Children who are enterally fed should receive oral stimulation and/or oral feeding when safe to do so with the support of the healthcare team.
Decisions about enteral feeding route will be made by the physician, dietitian, interdisciplinary team, and family.
Establish initial and ongoing feeding goals with the child and family that define the quality of feeding (i.e. whether it’s a positive experience), type of feeding, volume of feeds, and duration of tube feeding.
Breastmilk is the optimal choice for infants. When breastmilk is not available, a standard infant formula is recommended until 12 months of age.
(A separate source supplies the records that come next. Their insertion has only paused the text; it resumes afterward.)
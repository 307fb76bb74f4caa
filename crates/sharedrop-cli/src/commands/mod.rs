//! CLI command definitions and dispatch.

pub mod account;
pub mod config;
pub mod files;
pub mod share;

use std::path::Path;

use clap::{Parser, Subcommand};

use sharedrop_core::config::AppConfig;
use sharedrop_core::error::AppError;

use crate::context::CliContext;
use crate::output::OutputFormat;

/// ShareDrop: upload files and share them by link
#[derive(Debug, Parser)]
#[command(name = "sharedrop", version, about, long_about = None)]
pub struct Cli {
    /// Path to configuration file
    #[arg(short, long, default_value = "config/sharedrop.toml")]
    pub config: String,

    /// Output format
    #[arg(short, long, value_enum, default_value = "table")]
    pub format: OutputFormat,

    /// Subcommand to execute
    #[command(subcommand)]
    pub command: Commands,
}

/// Top-level commands
#[derive(Debug, Subcommand)]
pub enum Commands {
    /// Create an account and sign in
    Signup(account::CredentialArgs),
    /// Sign in with email and password
    Login(account::CredentialArgs),
    /// Sign out and forget the saved session
    Logout,
    /// Show the signed-in user
    Whoami,
    /// Show or update your profile
    Profile(account::ProfileArgs),
    /// Upload one or more files
    Upload(files::UploadArgs),
    /// List your files, newest first
    List,
    /// Show file count, storage used, and downloads
    Stats,
    /// Make a file public or private
    Toggle(files::FileIdArg),
    /// Delete a file
    Delete(files::FileIdArg),
    /// Copy the share link of a file
    Link(files::FileIdArg),
    /// Download one of your files
    Download(files::DownloadArgs),
    /// Open a shared file by token or link
    Share(share::ShareArgs),
    /// Configuration management
    Config(config::ConfigArgs),
}

impl Cli {
    /// Execute the CLI command
    pub async fn execute(&self, app_config: AppConfig) -> Result<(), AppError> {
        if let Commands::Config(args) = &self.command {
            return config::execute(args, &app_config, self.format);
        }

        let ctx = CliContext::open(app_config).await?;
        match &self.command {
            Commands::Signup(args) => account::signup(&ctx, args).await,
            Commands::Login(args) => account::login(&ctx, args).await,
            Commands::Logout => account::logout(&ctx).await,
            Commands::Whoami => account::whoami(&ctx, self.format).await,
            Commands::Profile(args) => account::profile(&ctx, args, self.format).await,
            Commands::Upload(args) => files::upload(&ctx, args).await,
            Commands::List => files::list(&ctx, self.format).await,
            Commands::Stats => files::stats(&ctx, self.format).await,
            Commands::Toggle(args) => files::toggle(&ctx, args).await,
            Commands::Delete(args) => files::delete(&ctx, args).await,
            Commands::Link(args) => files::link(&ctx, args).await,
            Commands::Download(args) => files::download(&ctx, args).await,
            Commands::Share(args) => share::execute(&ctx, args, self.format).await,
            Commands::Config(_) => Ok(()),
        }
    }
}

/// The flow already reported the failure as a notice; exit non-zero.
fn failed(action: &str) -> AppError {
    AppError::external(format!("{action} did not complete"))
}

/// Default local path for a downloaded file: the final component of the
/// stored name, or `fallback` when the name has none.
fn local_file_name(name: &str, fallback: &str) -> String {
    Path::new(name)
        .file_name()
        .and_then(|n| n.to_str())
        .filter(|n| !n.is_empty())
        .unwrap_or(fallback)
        .to_string()
}

#[cfg(test)]
mod tests {
    use super::*;

    #[test]
    fn test_local_file_name_strips_directories() {
        assert_eq!(local_file_name("report.pdf", "id"), "report.pdf");
        assert_eq!(local_file_name("../../.bashrc", "id"), ".bashrc");
        assert_eq!(local_file_name("/etc/passwd", "id"), "passwd");
        assert_eq!(local_file_name("nested/dir/photo.png", "id"), "photo.png");
    }

    #[test]
    fn test_local_file_name_falls_back() {
        assert_eq!(local_file_name("..", "tok123"), "tok123");
        assert_eq!(local_file_name("", "tok123"), "tok123");
        assert_eq!(local_file_name("/", "tok123"), "tok123");
    }

    #[test]
    fn test_parse_share_with_flags() {
        let cli = Cli::try_parse_from([
            "sharedrop",
            "--format",
            "json",
            "share",
            "https://drop.example.com/share/abc",
            "--download",
            "--copy-link",
        ])
        .expect("parse");
        assert_eq!(cli.format, OutputFormat::Json);
        let Commands::Share(args) = cli.command else {
            panic!("expected share command");
        };
        assert!(args.download);
        assert!(args.copy_link);
        assert_eq!(args.reference, "https://drop.example.com/share/abc");
    }

    #[test]
    fn test_parse_upload_requires_paths() {
        assert!(Cli::try_parse_from(["sharedrop", "upload"]).is_err());
        let cli = Cli::try_parse_from(["sharedrop", "upload", "a.txt", "b.txt"]).expect("parse");
        let Commands::Upload(args) = cli.command else {
            panic!("expected upload command");
        };
        assert_eq!(args.paths.len(), 2);
    }

    #[test]
    fn test_default_config_path() {
        let cli = Cli::try_parse_from(["sharedrop", "whoami"]).expect("parse");
        assert_eq!(cli.config, "config/sharedrop.toml");
        assert_eq!(cli.format, OutputFormat::Table);
    }
}
//! Upload flow: store local files and record their metadata.

pub mod service;
pub mod source;

pub use service::{UploadReport, UploadService};
pub use source::LocalFile;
Specialized formula and home blended food for tube feeding may also be considered to meet the clinical needs of the child.
Enteral feeds can be administered by continuous, cycled, bolus, or intermittent, or a combination of these methods based on the needs of the child and family.
Enteral feeding is a process which requires ongoing monitoring and reassessment to support tolerance, oral intake progression, and weaning when appropriate.
For children with concerns of safety from oral feeding or who are unable to meet all their nutritional needs orally, additional nutrition support in the form of enteral nutrition may be required to optimize health and nutritional intake for growth and development (Corkins, Balint, Bobo, Yaworski, & Kuhn, 2015).
Enteral nutrition is the delivery of nutrients in the form of breastmilk, formula, home blended food, and other fluids directly into the gastrointestinal tract, via an enteral feeding tube (ESPGHAN Committee, 2010); (Corkins, Balint, Bobo, Yaworski, & Kuhn, 2015).
When oral intake is not possible, enteral nutrition is the preferred method of feeding for patients who have a functioning gastrointestinal tract. Although not without risk, enteral nutrition is preferred over parenteral nutrition as it supports normal gastrointestinal function, has less risk of infectious and metabolic complications, and is more economical (Corkins, Balint, Bobo, Yaworski, & Kuhn, 2015).